WORK REQUEST:
Would you filter these records and copy every line that has the word "current"?

Stored data entries
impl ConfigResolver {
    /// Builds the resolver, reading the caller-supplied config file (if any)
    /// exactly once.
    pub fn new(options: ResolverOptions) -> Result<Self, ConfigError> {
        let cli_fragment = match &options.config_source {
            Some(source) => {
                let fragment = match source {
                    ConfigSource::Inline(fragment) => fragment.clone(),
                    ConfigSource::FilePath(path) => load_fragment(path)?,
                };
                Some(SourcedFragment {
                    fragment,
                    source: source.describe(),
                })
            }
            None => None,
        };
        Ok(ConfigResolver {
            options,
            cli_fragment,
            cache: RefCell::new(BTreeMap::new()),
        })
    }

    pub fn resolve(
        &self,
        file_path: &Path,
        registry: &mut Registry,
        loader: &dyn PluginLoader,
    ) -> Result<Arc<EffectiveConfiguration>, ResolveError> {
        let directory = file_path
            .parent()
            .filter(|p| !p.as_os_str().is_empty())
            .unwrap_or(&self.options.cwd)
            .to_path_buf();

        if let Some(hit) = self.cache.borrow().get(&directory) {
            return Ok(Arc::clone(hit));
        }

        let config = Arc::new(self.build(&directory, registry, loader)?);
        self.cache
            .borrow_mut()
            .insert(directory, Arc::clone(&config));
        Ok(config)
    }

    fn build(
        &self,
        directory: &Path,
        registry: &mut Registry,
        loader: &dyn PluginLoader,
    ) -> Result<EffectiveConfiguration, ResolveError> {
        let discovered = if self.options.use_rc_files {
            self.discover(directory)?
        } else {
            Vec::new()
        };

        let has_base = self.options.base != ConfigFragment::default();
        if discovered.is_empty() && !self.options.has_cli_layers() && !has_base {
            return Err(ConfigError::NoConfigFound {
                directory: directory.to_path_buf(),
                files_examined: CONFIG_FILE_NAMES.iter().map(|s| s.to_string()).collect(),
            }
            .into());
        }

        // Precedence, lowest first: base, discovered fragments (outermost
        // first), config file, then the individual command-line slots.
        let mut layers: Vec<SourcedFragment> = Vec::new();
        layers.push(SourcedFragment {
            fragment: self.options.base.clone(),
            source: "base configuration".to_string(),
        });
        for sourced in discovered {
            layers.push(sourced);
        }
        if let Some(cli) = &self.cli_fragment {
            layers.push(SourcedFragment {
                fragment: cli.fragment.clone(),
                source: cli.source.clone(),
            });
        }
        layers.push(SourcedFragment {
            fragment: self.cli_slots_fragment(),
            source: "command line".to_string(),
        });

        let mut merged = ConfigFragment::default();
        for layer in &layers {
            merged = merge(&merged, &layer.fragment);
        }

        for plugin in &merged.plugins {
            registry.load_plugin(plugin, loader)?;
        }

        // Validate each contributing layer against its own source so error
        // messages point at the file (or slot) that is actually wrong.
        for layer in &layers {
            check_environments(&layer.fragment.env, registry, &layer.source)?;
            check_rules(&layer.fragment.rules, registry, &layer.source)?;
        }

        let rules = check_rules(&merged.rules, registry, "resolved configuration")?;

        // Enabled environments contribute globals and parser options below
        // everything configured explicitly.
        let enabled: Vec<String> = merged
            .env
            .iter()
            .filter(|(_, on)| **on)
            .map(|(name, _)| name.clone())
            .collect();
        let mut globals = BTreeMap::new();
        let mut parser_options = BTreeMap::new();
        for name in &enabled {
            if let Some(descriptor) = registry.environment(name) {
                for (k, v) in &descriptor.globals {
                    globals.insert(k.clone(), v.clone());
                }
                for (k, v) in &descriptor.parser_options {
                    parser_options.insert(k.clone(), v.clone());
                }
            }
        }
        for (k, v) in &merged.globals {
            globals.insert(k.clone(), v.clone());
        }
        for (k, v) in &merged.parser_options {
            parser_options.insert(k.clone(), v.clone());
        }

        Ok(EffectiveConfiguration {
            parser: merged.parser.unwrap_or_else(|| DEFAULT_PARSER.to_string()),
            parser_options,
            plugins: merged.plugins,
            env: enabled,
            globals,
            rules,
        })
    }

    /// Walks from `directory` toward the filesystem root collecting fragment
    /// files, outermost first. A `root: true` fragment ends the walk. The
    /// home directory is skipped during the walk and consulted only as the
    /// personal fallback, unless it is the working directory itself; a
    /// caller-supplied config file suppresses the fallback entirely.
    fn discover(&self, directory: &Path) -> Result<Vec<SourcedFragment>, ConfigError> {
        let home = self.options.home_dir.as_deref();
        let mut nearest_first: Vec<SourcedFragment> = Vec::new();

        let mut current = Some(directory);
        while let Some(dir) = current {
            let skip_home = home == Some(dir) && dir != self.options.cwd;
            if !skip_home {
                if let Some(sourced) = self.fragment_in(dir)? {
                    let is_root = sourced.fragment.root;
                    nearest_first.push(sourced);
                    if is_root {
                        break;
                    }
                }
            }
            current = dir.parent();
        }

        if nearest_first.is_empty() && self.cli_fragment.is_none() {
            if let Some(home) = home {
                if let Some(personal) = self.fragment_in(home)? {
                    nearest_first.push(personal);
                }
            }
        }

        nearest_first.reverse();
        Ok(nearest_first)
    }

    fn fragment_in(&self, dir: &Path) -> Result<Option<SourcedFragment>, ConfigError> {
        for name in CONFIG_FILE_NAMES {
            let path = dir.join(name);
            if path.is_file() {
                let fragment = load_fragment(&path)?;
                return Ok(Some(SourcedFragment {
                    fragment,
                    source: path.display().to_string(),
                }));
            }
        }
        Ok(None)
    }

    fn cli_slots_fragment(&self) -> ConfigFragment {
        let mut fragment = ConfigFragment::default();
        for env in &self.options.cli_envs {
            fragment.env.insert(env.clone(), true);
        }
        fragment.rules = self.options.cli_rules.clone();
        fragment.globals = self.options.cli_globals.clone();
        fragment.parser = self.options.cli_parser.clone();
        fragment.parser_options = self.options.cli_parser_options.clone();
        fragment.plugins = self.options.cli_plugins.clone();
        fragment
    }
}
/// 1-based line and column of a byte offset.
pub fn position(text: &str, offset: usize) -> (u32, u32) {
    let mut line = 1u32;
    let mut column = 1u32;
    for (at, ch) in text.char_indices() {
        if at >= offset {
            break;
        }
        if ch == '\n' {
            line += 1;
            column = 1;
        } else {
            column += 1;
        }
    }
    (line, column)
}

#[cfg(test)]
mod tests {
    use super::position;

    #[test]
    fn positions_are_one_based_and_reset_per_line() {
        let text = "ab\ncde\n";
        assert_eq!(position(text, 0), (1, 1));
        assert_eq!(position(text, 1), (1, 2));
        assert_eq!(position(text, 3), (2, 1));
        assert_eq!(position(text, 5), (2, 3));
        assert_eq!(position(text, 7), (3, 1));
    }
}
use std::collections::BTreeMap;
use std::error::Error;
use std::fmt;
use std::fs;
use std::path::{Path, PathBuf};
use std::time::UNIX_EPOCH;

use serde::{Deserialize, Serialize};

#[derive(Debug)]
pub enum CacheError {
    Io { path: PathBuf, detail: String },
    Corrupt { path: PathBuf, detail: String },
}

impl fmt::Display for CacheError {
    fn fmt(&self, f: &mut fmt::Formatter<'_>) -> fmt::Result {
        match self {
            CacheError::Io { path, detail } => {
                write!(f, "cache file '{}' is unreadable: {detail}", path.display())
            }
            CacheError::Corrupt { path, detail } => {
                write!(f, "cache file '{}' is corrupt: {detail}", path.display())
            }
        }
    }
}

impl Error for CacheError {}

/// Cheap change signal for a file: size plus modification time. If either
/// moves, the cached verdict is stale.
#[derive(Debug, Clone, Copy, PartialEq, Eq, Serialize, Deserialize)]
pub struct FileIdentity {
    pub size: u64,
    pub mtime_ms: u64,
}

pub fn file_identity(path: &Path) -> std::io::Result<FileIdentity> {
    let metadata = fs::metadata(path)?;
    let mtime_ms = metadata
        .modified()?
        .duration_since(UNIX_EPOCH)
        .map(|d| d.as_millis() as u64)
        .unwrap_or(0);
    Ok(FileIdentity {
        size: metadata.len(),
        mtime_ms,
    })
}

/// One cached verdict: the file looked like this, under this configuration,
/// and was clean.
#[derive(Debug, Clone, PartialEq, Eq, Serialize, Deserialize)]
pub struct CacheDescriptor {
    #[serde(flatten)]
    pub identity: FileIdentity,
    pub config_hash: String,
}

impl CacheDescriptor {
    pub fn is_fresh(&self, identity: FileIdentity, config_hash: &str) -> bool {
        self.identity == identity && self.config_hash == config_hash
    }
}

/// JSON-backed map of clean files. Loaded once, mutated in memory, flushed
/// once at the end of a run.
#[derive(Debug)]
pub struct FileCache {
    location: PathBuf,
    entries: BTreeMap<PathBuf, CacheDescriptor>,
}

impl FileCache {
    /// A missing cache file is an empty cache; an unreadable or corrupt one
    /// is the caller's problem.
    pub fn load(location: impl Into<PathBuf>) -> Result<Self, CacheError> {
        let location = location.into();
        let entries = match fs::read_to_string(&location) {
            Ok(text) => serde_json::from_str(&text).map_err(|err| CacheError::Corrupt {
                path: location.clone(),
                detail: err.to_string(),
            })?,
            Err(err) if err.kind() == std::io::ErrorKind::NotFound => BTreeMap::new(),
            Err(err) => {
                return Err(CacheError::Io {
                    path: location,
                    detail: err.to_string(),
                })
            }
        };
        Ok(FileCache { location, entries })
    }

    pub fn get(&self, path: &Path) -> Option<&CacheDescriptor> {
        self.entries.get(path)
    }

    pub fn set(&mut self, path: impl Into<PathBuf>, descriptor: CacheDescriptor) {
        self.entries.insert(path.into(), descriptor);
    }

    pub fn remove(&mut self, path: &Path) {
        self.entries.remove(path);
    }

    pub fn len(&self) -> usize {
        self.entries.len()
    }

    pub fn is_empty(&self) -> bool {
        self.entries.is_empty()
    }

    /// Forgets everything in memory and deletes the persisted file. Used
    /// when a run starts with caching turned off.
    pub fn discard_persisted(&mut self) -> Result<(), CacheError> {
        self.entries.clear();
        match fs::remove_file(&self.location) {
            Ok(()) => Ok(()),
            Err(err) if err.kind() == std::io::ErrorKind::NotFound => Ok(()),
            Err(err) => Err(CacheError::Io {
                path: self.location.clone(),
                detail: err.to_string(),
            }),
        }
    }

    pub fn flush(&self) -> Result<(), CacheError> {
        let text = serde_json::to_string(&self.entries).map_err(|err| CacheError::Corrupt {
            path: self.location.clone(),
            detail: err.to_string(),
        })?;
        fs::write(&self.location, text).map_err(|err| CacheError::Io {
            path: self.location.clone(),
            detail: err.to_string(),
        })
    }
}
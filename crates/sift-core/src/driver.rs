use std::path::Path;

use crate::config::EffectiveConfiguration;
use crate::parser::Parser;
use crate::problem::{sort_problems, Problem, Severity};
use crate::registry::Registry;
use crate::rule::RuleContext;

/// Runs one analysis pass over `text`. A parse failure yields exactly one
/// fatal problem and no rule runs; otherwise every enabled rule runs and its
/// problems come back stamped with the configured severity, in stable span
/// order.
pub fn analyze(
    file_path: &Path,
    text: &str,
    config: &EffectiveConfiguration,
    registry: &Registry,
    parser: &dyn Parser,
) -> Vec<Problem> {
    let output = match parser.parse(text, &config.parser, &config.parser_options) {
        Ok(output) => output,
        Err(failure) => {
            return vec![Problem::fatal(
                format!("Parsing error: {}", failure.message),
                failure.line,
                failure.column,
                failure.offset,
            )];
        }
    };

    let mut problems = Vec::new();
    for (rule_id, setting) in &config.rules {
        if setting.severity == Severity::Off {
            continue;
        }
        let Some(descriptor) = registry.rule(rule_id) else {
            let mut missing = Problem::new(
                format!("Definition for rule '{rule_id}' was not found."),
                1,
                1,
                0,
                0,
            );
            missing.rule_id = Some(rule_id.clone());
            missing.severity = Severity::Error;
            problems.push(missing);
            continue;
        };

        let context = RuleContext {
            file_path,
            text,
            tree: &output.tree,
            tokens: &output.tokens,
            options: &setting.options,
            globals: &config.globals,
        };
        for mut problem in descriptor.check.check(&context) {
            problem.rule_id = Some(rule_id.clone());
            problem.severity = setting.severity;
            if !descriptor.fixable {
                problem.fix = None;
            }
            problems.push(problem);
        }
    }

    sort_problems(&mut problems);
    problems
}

SOLVED EXERCISE:
        let mut current = Some(directory);
        while let Some(dir) = current {
            current = dir.parent();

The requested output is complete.